The New York Times looks at the wide variations in essential health benefits defined by states, while The Associated Press reports that Darden Restaurants, which owns Olive Garden and Red Lobster, has decided not to try to avoid health law requirements and will not switch full-time employees to part-time status.
The New York Times: Interest Groups Push To Fill Margins Of Health Coverage
The main goal of the health care law has always been to guarantee medical coverage to nearly all Americans, but as states finalize their benefits packages, it is becoming clear that what is received will depend partly on location. According to proposals that the states have submitted to the Department of Health and Human Services, insurance plans will have to cover weight-loss surgery in New York and California, for example, but not in Minnesota or Connecticut. Infertility treatment will be a required benefit in New Hampshire, but not in Arizona. Over all, the law requires that essential health benefits cover 10 broad categories, including emergency services, maternity and newborn care, hospitalization, preventive care and prescription drugs. But there is room for variation in those categories. Whether insurance will pay for hearing aids, foot care, speech therapy and various medications will vary significantly by state (Goodnough, 12/5).
The Associated Press/Washington Post: Olive Garden Owner Darden Restaurants To Hold Off Worker Changes Tied To Health Care Reform
The owner of Olive Garden and Red Lobster says it won’t bump any full-time workers down to part-time status, after its tests aimed at limiting health care costs resulted in a publicity backlash that took a bite out of sales. ... The company, based in Orlando, Fla., is set to announce Thursday that none of its current full-time employees will have their status changed as a result of the new regulations. The move will come just two days after the company lowered its profit outlook for the year, citing failed promotions and negative publicity from its tests that used more part-time employees. The tests were aimed at keeping down costs tied to new health care regulations, which will require large companies to provide insurance to full-time workers starting in 2014 (12/5).

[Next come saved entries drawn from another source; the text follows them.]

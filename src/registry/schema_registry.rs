use std::collections::HashMap;
use std::rc::Rc;
use thiserror::Error;
use tracing::{debug, info, warn};

use super::analysis::{analyze_derivation_logic, DerivationAnalysis};
use super::expression::{resolve_full_name, NameContext};
use super::scenario::{scenario_tables, Scenario};
use super::summary::{SchemaSummary, TableDescription};
use crate::schema::{NameRole, TableIdentifier, TableSchema};
use crate::source::{discovery_query, MetadataSource, QueryError};

/// Dataset used for scenario discovery when neither the registry nor the
/// scenarios name one
pub const SAMPLE_DATASET: &str = "banking_sample_data";

/// Label attached to discovery queries
const DISCOVERY_LABEL: &str = "schema_discovery";

/// Why a table's schema could not be discovered
#[derive(Error, Debug)]
pub enum DiscoveryError {
    #[error("metadata query failed: {0}")]
    Query(#[from] QueryError),

    #[error("metadata query returned no columns")]
    EmptyResult,
}

/// Cache of discovered table schemas, keyed by `<catalog>.<dataset>.<table>`.
///
/// Entries are never evicted; only [`SchemaRegistry::clear`] or building a
/// new registry empties the cache. Not synchronised: callers sharing a
/// registry across threads must serialise access themselves.
pub struct SchemaRegistry {
    source: Rc<dyn MetadataSource>,
    catalog: Option<String>,
    dataset: Option<String>,
    sample_dataset: String,
    table_schemas: HashMap<String, Rc<TableSchema>>,
}

impl SchemaRegistry {
    pub fn new(source: Rc<dyn MetadataSource>) -> Self {
        Self {
            source,
            catalog: None,
            dataset: None,
            sample_dataset: SAMPLE_DATASET.to_string(),
            table_schemas: HashMap::new(),
        }
    }

    /// Registry with default catalog/dataset used for implicit discovery
    pub fn with_defaults(
        source: Rc<dyn MetadataSource>,
        catalog: Option<String>,
        dataset: Option<String>,
    ) -> Self {
        Self {
            catalog,
            dataset,
            ..Self::new(source)
        }
    }

    /// Dataset used by scenario discovery when nothing else names one
    pub fn set_sample_dataset(&mut self, sample_dataset: impl Into<String>) {
        self.sample_dataset = sample_dataset.into();
    }

    pub fn catalog(&self) -> Option<&str> {
        self.catalog.as_deref()
    }

    pub fn dataset(&self) -> Option<&str> {
        self.dataset.as_deref()
    }

    /// Number of cached tables
    pub fn len(&self) -> usize {
        self.table_schemas.len()
    }

    pub fn is_empty(&self) -> bool {
        self.table_schemas.is_empty()
    }

    pub fn cache_keys(&self) -> impl Iterator<Item = &str> {
        self.table_schemas.keys().map(String::as_str)
    }

    /// Drop every cached schema
    pub fn clear(&mut self) {
        self.table_schemas.clear();
    }

    pub(crate) fn schemas(&self) -> impl Iterator<Item = (&str, &TableSchema)> {
        self.table_schemas
            .iter()
            .map(|(key, schema)| (key.as_str(), schema.as_ref()))
    }

    /// Cached schema for a canonical key
    pub fn schema(&self, key: &str) -> Option<&Rc<TableSchema>> {
        self.table_schemas.get(key)
    }

    /// Insert or replace a schema explicitly
    pub fn register(&mut self, table: &TableIdentifier, schema: TableSchema) -> Rc<TableSchema> {
        let schema = Rc::new(schema);
        self.table_schemas.insert(table.key(), Rc::clone(&schema));
        schema
    }

    /// Discover a table's schema, or explain why it could not be.
    ///
    /// A cached schema is returned without querying. A successful discovery
    /// is cached forever; a failure is never cached.
    pub fn try_discover(
        &mut self,
        table: &TableIdentifier,
    ) -> Result<Rc<TableSchema>, DiscoveryError> {
        let key = table.key();
        if let Some(schema) = self.table_schemas.get(&key) {
            debug!(table = %key, "Schema cache hit");
            return Ok(Rc::clone(schema));
        }

        let statement = discovery_query(self.source.dialect(), table);
        let result = self.source.execute(&statement, DISCOVERY_LABEL)?;
        if result.is_empty() {
            return Err(DiscoveryError::EmptyResult);
        }

        let schema = Rc::new(TableSchema::from_columns(result.into_descriptors()));
        info!(
            table = %key,
            columns = schema.columns.len(),
            "Discovered schema"
        );
        self.table_schemas.insert(key, Rc::clone(&schema));
        Ok(schema)
    }

    /// Discover a table's schema, degrading to the wildcard fallback schema
    /// when discovery fails. Never fails.
    pub fn discover(&mut self, catalog: &str, dataset: &str, table: &str) -> Rc<TableSchema> {
        let id = TableIdentifier::new(catalog, dataset, table);
        match self.try_discover(&id) {
            Ok(schema) => schema,
            Err(err) => {
                warn!(table = %id, error = %err, "Could not discover schema, using wildcard fallback");
                Rc::new(TableSchema::fallback())
            }
        }
    }

    /// Cache key whose table part is `table`.
    ///
    /// When the same table name is cached under several catalog/dataset
    /// pairs, which key is returned is unspecified.
    pub fn lookup(&self, table: &str) -> Option<&str> {
        let suffix = format!(".{}", table);
        self.table_schemas
            .keys()
            .find(|key| key.ends_with(&suffix))
            .map(String::as_str)
    }

    /// Columns of a cached table, empty when not cached
    pub fn get_table_columns(&self, key: &str) -> &[String] {
        self.table_schemas
            .get(key)
            .map(|s| s.columns.as_slice())
            .unwrap_or(&[])
    }

    /// Logical mappings of a cached table, empty when not cached
    pub fn get_column_mapping(&self, key: &str) -> HashMap<String, String> {
        self.table_schemas
            .get(key)
            .map(|s| s.mappings.clone())
            .unwrap_or_default()
    }

    /// Name roles of a cached table, empty when not cached
    pub fn get_name_fields(&self, key: &str) -> HashMap<NameRole, String> {
        self.table_schemas
            .get(key)
            .map(|s| s.name_fields.clone())
            .unwrap_or_default()
    }

    /// Physical column for a logical field. Unknown tables and unmapped
    /// fields return `field` unchanged; nothing is discovered implicitly.
    pub fn map_column(&self, table: &str, field: &str) -> String {
        self.lookup(table)
            .and_then(|key| self.table_schemas.get(key))
            .and_then(|schema| schema.mappings.get(field))
            .cloned()
            .unwrap_or_else(|| field.to_string())
    }

    /// Whether the cached table `key` has `column` (case-insensitive).
    /// Uncached tables have no columns; fallback schemas have every column.
    pub fn has_column(&self, key: &str, column: &str) -> bool {
        self.table_schemas
            .get(key)
            .map(|schema| schema.has_column(column))
            .unwrap_or(false)
    }

    /// SQL expression yielding a person's full name from `table`.
    ///
    /// An uncached table is discovered first when the registry has a default
    /// catalog and dataset.
    pub fn full_name_expression(&mut self, table: &str) -> String {
        if self.lookup(table).is_none() {
            if let (Some(catalog), Some(dataset)) = (self.catalog.clone(), self.dataset.clone()) {
                self.discover(&catalog, &dataset, table);
            }
        }

        let key = self.lookup(table);
        let ctx = NameContext::new(self, key);
        resolve_full_name(&ctx)
    }

    /// Lexical analysis of a derivation expression against `table`'s columns
    pub fn analyze_derivation_logic(&self, logic: &str, table: &str) -> DerivationAnalysis {
        let columns = self
            .lookup(table)
            .map(|key| self.get_table_columns(key))
            .unwrap_or(&[]);
        analyze_derivation_logic(logic, columns)
    }

    /// Discover every table named by the scenarios, keyed by table name.
    ///
    /// Uses the registry's catalog/dataset when set, otherwise the first
    /// scenario's `source_dataset_id`, otherwise [`SAMPLE_DATASET`].
    pub fn discover_all_from_scenarios(
        &mut self,
        scenarios: &[Scenario],
    ) -> HashMap<String, Rc<TableSchema>> {
        let scenario_dataset = scenarios
            .first()
            .and_then(|s| s.source_dataset_id.clone())
            .unwrap_or_else(|| self.sample_dataset.clone());
        let catalog = self
            .catalog
            .clone()
            .unwrap_or_else(|| scenario_dataset.clone());
        let dataset = self.dataset.clone().unwrap_or(scenario_dataset);

        scenario_tables(scenarios)
            .into_iter()
            .map(|table| {
                let schema = self.discover(&catalog, &dataset, &table);
                (table, schema)
            })
            .collect()
    }

    /// Description of the cached table named `table`, if any
    pub fn describe(&self, table: &str) -> Option<TableDescription<'_>> {
        let key = self.lookup(table)?;
        let schema = self.table_schemas.get(key)?;
        Some(TableDescription { key, schema })
    }

    /// Registry-wide report of cached tables and shared patterns
    pub fn summarize(&self) -> SchemaSummary {
        SchemaSummary::from_registry(self)
    }
}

Meanwhile, a federal judge in New York allows a lawsuit to go forward on the administration's contraception policy -
Politico Pro: Judge Dismisses Contraception Rule Challenge For Two Plaintiffs
A district court dismissed claims brought by two Catholic organizations in New York against the Obama administration's employer contraception coverage rule but will let challenges from three other Catholic plaintiffs proceed. Judge Brian M. Cogan of the U.S. District Court of the Eastern District of New York said in a ruling released Wednesday that the claims brought by Roman Catholic Diocese of Rockville Centre, N.Y., and Catholic Charities do not have standing, as they may be "grandfathered" plans that do not have to immediately comply with the rule (Smith, 12/5).
Bloomberg: Catholic Groups' Can Pursue Contraceptive Coverage Suit
The Roman Catholic Archdiocese of New York and two other Catholic entities can proceed with a lawsuit seeking to invalidate a provision of the Obama administration's health-care law requiring group health insurers to cover contraceptives. U.S. District Judge Brian Cogan in Brooklyn, New York, refused the U.S. Department of Health and Human Service's request to dismiss the case, ruling that the archdiocese, which includes 370 parishes and insures 9,000 people, is facing impending injuries from the rule, even though it doesn't take effect until January 2014, according to a court filing today. The government said the case should be dismissed because the coverage mandate isn't causing imminent injury and there will be changes to the requirements to accommodate the interests of religious organizations, according to the filing (Gullo, 12/5).
And the health insurance industry reports on a new study -
The Hill: Study: Health Care Law's Insurance Tax Will Raise Premium Costs
Insurance premiums could increase by thousands of dollars because of a new tax in President Obama's healthcare law, according to a study commissioned by the insurance industry. The healthcare law imposes several new taxes, including a tax on the insurance industry. The amount the government will collect will rise each year, and is expected to raise $100 billion over 10 years. The health insurance tax will raise families' insurance costs by as much as $7,000 over a decade, according to a study conducted by the firm Oliver Wyman on behalf of America's Health Insurance Plans (AHIP), the insurance industry's leading trade group (Baker, 12/5).